Work instructions
Produce the records below again, word for word, but stop after the line that contains "pub const fn from_square(sq: Square)".

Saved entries
········
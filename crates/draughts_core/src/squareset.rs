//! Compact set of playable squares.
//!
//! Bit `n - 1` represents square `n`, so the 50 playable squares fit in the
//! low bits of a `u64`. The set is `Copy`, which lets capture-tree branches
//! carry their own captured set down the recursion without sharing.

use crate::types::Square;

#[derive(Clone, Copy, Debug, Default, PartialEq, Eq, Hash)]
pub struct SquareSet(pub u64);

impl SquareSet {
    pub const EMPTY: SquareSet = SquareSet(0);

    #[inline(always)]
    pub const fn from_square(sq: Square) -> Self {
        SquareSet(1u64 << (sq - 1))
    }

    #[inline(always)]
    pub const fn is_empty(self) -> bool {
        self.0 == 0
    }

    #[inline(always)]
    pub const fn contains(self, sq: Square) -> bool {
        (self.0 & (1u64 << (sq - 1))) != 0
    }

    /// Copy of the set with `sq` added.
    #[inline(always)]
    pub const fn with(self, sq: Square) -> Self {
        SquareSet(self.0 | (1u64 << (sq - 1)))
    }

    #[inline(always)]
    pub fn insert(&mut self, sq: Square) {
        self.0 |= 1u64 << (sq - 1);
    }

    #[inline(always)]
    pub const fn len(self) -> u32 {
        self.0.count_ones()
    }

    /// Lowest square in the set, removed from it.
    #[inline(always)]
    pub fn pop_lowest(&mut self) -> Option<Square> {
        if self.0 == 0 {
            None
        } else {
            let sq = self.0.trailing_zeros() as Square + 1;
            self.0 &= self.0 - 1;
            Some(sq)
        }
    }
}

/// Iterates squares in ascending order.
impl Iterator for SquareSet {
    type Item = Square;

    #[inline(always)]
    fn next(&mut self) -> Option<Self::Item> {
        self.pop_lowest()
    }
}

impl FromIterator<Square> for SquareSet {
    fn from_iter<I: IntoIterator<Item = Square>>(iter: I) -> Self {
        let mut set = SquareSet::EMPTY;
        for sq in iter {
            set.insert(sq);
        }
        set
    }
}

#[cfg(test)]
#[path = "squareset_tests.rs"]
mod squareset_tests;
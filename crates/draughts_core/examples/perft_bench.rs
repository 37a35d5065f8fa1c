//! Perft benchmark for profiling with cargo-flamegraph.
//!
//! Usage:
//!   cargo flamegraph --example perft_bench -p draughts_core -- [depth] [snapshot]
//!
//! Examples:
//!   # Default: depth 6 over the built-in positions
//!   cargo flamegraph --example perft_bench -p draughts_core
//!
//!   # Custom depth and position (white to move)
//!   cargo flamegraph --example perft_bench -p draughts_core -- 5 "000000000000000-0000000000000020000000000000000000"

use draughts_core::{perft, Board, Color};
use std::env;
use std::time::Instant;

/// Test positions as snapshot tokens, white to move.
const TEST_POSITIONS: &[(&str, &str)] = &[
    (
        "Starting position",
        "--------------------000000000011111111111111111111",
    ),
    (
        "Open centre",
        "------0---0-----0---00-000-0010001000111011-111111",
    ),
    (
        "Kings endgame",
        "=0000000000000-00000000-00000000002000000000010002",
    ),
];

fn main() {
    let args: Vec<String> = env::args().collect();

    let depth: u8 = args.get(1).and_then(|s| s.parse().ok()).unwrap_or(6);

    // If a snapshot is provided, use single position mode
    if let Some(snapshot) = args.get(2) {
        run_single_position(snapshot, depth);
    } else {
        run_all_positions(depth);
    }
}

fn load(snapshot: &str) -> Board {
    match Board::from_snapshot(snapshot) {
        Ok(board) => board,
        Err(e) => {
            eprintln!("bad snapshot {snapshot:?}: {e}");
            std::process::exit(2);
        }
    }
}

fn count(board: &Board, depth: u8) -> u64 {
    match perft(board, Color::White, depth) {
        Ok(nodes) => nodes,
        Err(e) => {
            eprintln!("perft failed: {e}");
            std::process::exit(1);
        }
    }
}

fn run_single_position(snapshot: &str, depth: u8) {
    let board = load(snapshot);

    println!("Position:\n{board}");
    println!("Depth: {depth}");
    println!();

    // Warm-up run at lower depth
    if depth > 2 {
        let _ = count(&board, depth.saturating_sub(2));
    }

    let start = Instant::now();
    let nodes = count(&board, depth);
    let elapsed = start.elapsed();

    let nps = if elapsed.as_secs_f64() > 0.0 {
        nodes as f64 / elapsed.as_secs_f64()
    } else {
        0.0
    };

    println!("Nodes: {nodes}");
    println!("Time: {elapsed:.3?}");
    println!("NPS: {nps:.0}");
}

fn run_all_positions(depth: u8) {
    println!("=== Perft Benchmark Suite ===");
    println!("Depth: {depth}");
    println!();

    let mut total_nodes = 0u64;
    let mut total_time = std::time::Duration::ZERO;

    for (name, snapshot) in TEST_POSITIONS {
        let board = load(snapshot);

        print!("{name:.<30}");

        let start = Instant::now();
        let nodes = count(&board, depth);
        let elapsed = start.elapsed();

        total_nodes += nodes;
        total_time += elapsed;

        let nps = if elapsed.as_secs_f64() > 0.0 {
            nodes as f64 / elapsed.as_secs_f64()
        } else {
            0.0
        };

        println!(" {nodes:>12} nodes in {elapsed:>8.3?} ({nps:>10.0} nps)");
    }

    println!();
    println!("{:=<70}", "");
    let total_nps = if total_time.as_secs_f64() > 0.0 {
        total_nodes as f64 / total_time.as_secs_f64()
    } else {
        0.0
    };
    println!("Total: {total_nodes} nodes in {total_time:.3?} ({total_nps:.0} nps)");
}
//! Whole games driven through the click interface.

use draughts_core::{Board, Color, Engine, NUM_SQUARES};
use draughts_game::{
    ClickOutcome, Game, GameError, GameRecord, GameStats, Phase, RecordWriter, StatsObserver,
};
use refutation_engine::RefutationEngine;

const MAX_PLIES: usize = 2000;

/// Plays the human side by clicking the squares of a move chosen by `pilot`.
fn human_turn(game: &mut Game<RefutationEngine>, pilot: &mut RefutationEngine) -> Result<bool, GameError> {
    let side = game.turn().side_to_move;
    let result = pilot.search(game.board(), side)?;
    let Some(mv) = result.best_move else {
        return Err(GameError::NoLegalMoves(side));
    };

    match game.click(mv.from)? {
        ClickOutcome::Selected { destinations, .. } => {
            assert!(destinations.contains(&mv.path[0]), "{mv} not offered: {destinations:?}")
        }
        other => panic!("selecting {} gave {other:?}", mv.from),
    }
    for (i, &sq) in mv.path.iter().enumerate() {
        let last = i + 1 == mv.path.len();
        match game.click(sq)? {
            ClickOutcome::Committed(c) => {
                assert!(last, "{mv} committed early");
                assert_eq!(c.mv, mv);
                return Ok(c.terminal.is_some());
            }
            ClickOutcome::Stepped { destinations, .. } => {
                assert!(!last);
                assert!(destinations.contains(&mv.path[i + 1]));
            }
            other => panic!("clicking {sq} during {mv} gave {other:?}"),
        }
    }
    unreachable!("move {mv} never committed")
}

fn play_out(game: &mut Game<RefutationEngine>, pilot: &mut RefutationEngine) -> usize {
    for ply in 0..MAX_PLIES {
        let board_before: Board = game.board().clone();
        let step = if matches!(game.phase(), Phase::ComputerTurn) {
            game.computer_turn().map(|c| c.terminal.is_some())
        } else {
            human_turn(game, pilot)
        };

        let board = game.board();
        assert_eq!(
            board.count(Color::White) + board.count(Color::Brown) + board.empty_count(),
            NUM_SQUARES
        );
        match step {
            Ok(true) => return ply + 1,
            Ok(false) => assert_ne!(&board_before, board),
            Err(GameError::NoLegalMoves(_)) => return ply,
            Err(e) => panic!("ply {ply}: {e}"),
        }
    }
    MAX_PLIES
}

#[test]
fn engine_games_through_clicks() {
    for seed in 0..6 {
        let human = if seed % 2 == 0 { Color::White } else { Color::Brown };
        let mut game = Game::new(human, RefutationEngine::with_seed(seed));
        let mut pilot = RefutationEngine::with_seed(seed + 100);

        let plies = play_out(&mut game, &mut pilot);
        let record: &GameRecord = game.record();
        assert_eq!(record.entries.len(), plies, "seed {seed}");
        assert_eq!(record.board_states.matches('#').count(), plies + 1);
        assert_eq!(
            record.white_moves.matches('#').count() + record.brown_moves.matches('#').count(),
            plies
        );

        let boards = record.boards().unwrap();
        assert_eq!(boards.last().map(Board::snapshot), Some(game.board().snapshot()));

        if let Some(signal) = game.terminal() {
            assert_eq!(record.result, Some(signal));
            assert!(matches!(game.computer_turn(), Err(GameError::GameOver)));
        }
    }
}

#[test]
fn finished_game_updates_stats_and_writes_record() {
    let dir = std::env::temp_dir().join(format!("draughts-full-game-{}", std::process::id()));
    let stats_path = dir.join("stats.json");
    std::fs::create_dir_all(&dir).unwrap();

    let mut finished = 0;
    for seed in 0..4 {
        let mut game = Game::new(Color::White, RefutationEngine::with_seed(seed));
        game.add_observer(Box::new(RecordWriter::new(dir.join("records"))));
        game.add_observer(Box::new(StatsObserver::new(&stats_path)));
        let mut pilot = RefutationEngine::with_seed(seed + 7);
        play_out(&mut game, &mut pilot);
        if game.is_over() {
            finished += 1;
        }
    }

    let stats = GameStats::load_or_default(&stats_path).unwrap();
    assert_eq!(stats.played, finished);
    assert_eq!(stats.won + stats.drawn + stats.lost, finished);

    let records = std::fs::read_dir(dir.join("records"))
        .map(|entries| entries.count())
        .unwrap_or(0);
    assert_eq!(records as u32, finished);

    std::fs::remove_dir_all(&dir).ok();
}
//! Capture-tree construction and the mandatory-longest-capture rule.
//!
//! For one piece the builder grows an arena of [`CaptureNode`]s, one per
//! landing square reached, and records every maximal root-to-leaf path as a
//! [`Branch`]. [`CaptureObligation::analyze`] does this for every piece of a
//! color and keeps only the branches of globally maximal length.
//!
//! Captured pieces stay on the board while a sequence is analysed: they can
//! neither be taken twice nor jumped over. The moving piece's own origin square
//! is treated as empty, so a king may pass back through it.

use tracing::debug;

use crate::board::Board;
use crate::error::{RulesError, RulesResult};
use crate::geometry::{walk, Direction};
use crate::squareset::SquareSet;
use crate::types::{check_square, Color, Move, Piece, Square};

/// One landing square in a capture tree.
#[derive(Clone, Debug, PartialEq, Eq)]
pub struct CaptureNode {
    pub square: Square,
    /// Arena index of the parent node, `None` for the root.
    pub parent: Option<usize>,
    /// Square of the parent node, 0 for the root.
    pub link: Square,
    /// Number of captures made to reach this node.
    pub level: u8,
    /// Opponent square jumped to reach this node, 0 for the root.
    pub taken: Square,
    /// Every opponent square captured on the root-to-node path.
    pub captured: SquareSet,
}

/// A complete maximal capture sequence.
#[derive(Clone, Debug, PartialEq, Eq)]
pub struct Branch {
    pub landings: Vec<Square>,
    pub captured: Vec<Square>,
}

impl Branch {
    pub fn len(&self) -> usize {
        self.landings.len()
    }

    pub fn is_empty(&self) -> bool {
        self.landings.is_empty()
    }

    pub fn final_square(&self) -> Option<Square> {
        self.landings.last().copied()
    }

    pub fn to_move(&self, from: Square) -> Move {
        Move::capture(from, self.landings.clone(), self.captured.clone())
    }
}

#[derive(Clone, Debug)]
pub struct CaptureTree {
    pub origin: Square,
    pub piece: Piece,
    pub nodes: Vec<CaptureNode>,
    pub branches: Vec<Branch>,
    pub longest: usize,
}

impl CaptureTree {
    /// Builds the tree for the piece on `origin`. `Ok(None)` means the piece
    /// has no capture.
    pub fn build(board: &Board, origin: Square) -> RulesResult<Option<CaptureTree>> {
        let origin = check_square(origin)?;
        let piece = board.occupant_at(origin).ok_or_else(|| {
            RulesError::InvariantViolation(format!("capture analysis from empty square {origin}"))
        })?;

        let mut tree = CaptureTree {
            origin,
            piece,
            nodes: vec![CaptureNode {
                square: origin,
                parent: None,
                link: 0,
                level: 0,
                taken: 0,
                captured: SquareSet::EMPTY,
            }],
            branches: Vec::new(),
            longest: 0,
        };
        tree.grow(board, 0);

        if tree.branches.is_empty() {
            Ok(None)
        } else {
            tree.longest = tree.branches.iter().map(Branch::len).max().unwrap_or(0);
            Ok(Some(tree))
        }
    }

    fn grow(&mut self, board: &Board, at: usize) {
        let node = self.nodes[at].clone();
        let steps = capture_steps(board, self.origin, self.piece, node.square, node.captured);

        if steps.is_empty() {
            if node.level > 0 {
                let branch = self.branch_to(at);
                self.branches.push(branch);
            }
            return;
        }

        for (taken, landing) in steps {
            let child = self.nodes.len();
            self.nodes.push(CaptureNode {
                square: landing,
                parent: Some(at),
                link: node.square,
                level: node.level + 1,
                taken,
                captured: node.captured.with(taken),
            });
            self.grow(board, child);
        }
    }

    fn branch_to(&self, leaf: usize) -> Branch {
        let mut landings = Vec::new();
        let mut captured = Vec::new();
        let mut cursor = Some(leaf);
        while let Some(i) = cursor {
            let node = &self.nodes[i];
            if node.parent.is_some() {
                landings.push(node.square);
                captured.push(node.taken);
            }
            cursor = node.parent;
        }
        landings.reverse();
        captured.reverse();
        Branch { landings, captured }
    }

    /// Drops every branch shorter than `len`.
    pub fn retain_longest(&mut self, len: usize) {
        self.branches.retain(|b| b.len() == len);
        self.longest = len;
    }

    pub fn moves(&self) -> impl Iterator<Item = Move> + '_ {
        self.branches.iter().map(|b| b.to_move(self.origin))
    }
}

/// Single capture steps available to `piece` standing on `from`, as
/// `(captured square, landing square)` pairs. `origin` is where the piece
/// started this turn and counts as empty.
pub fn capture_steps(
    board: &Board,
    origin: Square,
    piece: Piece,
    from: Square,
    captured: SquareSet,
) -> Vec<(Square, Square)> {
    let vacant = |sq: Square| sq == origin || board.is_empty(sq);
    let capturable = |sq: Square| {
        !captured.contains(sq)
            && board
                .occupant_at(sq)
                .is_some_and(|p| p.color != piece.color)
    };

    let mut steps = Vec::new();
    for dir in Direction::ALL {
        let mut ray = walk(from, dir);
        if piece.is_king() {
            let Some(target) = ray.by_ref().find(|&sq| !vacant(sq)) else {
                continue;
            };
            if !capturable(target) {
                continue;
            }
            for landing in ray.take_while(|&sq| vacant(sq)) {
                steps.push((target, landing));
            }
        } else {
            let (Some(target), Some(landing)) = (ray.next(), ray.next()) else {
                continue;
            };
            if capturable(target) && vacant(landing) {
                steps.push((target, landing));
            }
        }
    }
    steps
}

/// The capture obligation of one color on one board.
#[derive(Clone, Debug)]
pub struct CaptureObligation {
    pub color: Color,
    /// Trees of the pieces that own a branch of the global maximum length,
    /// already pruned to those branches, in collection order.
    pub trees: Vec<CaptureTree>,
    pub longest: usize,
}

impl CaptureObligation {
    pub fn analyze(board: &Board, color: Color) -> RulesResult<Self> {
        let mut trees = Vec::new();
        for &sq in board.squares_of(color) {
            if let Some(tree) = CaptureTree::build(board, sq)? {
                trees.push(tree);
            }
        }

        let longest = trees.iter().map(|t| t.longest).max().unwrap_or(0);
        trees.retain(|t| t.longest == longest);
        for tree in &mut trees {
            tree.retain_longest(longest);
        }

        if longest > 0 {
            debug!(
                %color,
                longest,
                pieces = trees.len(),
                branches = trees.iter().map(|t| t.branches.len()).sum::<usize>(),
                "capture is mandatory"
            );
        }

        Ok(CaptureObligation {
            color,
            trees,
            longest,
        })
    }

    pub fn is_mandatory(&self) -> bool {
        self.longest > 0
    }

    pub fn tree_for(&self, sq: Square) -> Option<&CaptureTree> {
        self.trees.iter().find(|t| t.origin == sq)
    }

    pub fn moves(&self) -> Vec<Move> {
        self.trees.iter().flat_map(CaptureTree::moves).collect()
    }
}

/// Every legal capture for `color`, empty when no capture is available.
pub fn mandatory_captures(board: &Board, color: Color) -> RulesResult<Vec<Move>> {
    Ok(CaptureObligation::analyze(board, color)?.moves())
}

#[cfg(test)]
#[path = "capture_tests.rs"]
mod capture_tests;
········
Result below
filename crates/draughts_core/src/squareset.rs
//! Compact set of playable squares.
//!
//! Bit `n - 1` represents square `n`, so the 50 playable squares fit in the
//! low bits of a `u64`. The set is `Copy`, which lets capture-tree branches
//! carry their own captured set down the recursion without sharing.

use crate::types::Square;

#[derive(Clone, Copy, Debug, Default, PartialEq, Eq, Hash)]
pub struct SquareSet(pub u64);

impl SquareSet {
    pub const EMPTY: SquareSet = SquareSet(0);

    #[inline(always)]
    pub const fn from_square(sq: Square) -> Self {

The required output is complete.